For intranet purposes, LISP (including this document) is Ready: operators
adopting this technology assume responsibility for the potentially novel
operational difficulties of a routing infrastructure having seen limited
deployment in adversarial environments. For internet deployment, readiness is
less clear.

For the internet core (DFZ RIB) use-case, LISP proposes replacing BGP sessions
and global eventually-consistent state sharing with a global control plane and
piecewise on-demand state pull. This new control plane presents novel
opportunities for attackers, and so RFC 7834 recommends authentication for all
control-plane traffic as a countermeasure for many of the threats outlined in
RFC 7835. Proper authentication will be effective for certain classes of
attacks, but does not completely address the security needs of the control
plane, nor is it clear that the proposed authentication is appropriate to the
desired scale of deployment.

One area of concern, of which I have not been able to find discussion, is that
of the implications of shared capacity for the control and data planes, and how
this can allow a volumetric data plane attack to deny a router access to the
global mapping system, slowly choking off service to uncached portions of the
EID address space. Section 6.7 of draft-ietf-lisp-sec discusses denial of
service attacks, but fails to distinguish between impersonation attacks
(properly countered by authentication using a pre-established chain of trust)
and volumetric attacks (perhaps complicated by those very authentication
mechanisms, which are often quite expensive).
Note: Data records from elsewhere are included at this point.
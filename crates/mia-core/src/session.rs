use chrono::{DateTime, Utc};
use serde::{Deserialize, Serialize};

use crate::types::{Media, ResponseSpec, ScriptNode, Speaker};
use crate::value::RawResponse;

#[derive(Debug, Clone, PartialEq, Eq, Serialize, Deserialize)]
pub struct HistoryEntry {
    pub timestamp: DateTime<Utc>,
    pub node_id: String,
    pub response: RawResponse,
}

#[derive(Debug, Clone, PartialEq, Eq, Serialize, Deserialize)]
pub struct FollowUpRequest {
    pub node_id: String,
    pub reason: String,
    pub info: String,
    pub requested_at: DateTime<Utc>,
}

/// Runtime position of one participant inside one script version.
///
/// `revision` counts applied transitions and is what stores compare to
/// reject a write based on an outdated read.
#[derive(Debug, Clone, PartialEq, Eq, Serialize, Deserialize)]
pub struct ParticipantSession {
    pub participant_id: String,
    pub script_version_id: String,
    pub current_node_id: String,
    #[serde(default)]
    pub response_history: Vec<HistoryEntry>,
    #[serde(default)]
    pub consent_complete: bool,
    #[serde(default)]
    pub follow_ups: Vec<FollowUpRequest>,
    #[serde(default)]
    pub revision: u64,
}

#[derive(Debug, Clone, PartialEq, Eq, Serialize, Deserialize)]
pub struct Turn {
    pub node_id: String,
    pub speaker: Speaker,
    pub messages: Vec<String>,
    #[serde(default, skip_serializing_if = "Option::is_none")]
    pub media: Option<Media>,
    #[serde(default, skip_serializing_if = "Option::is_none")]
    pub echoed_user_response: Option<String>,
    #[serde(default, skip_serializing_if = "Option::is_none")]
    pub awaiting_response_spec: Option<ResponseSpec>,
}

impl Turn {
    pub fn from_node(node: &ScriptNode) -> Self {
        Self {
            node_id: node.id.clone(),
            speaker: node.speaker,
            messages: node.messages.clone(),
            media: node.media.clone(),
            echoed_user_response: None,
            awaiting_response_spec: if node.terminal {
                None
            } else {
                node.response_spec.clone()
            },
        }
    }

    pub fn is_awaiting(&self) -> bool {
        self.awaiting_response_spec.is_some()
    }
}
If discussion of this class of
issues exists elsewhere, I would appreciate a pointer as I have not yet found
it.

I would also like clarification on what defines the separation between the
control plane and data plane, and whether authentication itself is used to
distinguish, because that impacts how to precisely describe how attacks relate
to the architecture. Lack of clarity here will lead to inconsistent sets of
assumptions and security assertions.

Moreso than this particular document, draft-ietf-lisp-sec is probably where the
real action is for the security area. That document poses a multitude of
questions, only the most obvious of which is why communication between an ITR
and a Map-Resolver should be over a bespoke protocol instead of (say) DTLS.
Since there must be a pre-established trust relationship between the two, and
presumably a persistent session, this seems an obvious choice for
confidentiality and integrity protection. (Note: this is not intended as a
statement that DTLS is definitely a better choice, only that I have not been
able to find documentation of consideration of this design alternative and why
it was rejected.)

Another question it poses is: how does the Map-Resolver authenticate the
Map-Server? Symmetric authentication with the ITR-OTK demonstrates only that
the response is associated with the request: it's not immediately clear to me
what security guarantees it provides to the ITR. Limiting attacks to on-path
attackers, yes. But what about MitM? That class of attacks requires either a
pre-shared key (implying a pre-existing trust relationship between a
Map-Resolver and every Map-Server it interacts with) or asymmetric
authentication with some kind of trust anchor. I have been able to find no
mention of the latter, and it does not seem that the former scales particularly
well.

Given the difficulties in evaluating the readiness of this one piece of the
LISP ecosystem, it may be best to batch the set of documents describing the
entire protocol and to move them through IETF LC at the same time.